| Task to complete |
Copy each line below that contains "current".

| Data to use |
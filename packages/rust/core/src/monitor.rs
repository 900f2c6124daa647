//! Drift monitor stage.
//!
//! Discovery is the set difference between scored outputs in the ledger and
//! outputs already observed in the metrics table, so a second run over the
//! same outputs appends nothing. The metrics table is append-only.

use std::time::Instant;

use tracing::{info, instrument, warn};

use ledgerflow_shared::{LedgerflowError, MetricsRecord, Result, Stage, UnitFailure};

use crate::context::PipelineContext;
use crate::drift::compute_metrics;
use crate::predictions::PredictionTable;
use crate::processor::StageReport;
use crate::progress::ProgressReporter;

/// Observe every scored output that has no metrics row yet.
#[instrument(skip_all, fields(reference = %ctx.reference_key))]
pub async fn run_monitor(
    ctx: &PipelineContext,
    progress: &dyn ProgressReporter,
) -> Result<StageReport> {
    let start = Instant::now();
    let mut report = StageReport::new(Stage::Monitor);

    progress.phase("Discovering unobserved outputs");
    let pending = ctx.ledger.find_pending_for(Stage::Monitor).await?;
    report.discovered = pending.len();
    info!(pending = pending.len(), "discovered unobserved outputs");
    if pending.is_empty() {
        let report = report.finish(start);
        progress.done(&report);
        return Ok(report);
    }

    progress.phase("Loading reference dataset");
    let reference = load_reference(ctx).await?;

    progress.phase("Computing drift metrics");
    let total = pending.len();
    for (i, record) in pending.iter().enumerate() {
        let Some(output_ref) = record.outputs.scored_path.as_deref() else {
            continue;
        };

        match observe(ctx, output_ref, &reference).await {
            Ok(metrics) => {
                if ctx.ledger.append_metrics(&metrics).await? {
                    info!(
                        output_ref,
                        drift = metrics.drift_score,
                        dominant = metrics.dominant_value_share,
                        "metrics appended"
                    );
                    report.processed += 1;
                } else {
                    report.unchanged += 1;
                }
            }
            Err(e) => {
                warn!(output_ref, error = %e, "could not observe output");
                report.failed.push(UnitFailure::new(output_ref, &e));
            }
        }
        progress.unit_done(Stage::Monitor, output_ref, i + 1, total);
    }

    let report = report.finish(start);
    progress.done(&report);
    Ok(report)
}

async fn load_reference(ctx: &PipelineContext) -> Result<PredictionTable> {
    let bytes = ctx
        .objects
        .get(&ctx.bucket, &ctx.reference_key)
        .await
        .map_err(|e| match e {
            LedgerflowError::NotFound { .. } => LedgerflowError::not_found(format!(
                "reference dataset {}/{}",
                ctx.bucket, ctx.reference_key
            )),
            other => other,
        })?;
    PredictionTable::from_bytes(&bytes)
}

async fn observe(
    ctx: &PipelineContext,
    output_ref: &str,
    reference: &PredictionTable,
) -> Result<MetricsRecord> {
    let bytes = ctx.objects.get(&ctx.bucket, output_ref).await?;
    let current = PredictionTable::from_bytes(&bytes)?;
    compute_metrics(output_ref, &current, reference, ctx.drift_method)
}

| Response to this task |
    let current = PredictionTable::from_bytes(&bytes)?;
    compute_metrics(output_ref, &current, reference, ctx.drift_method)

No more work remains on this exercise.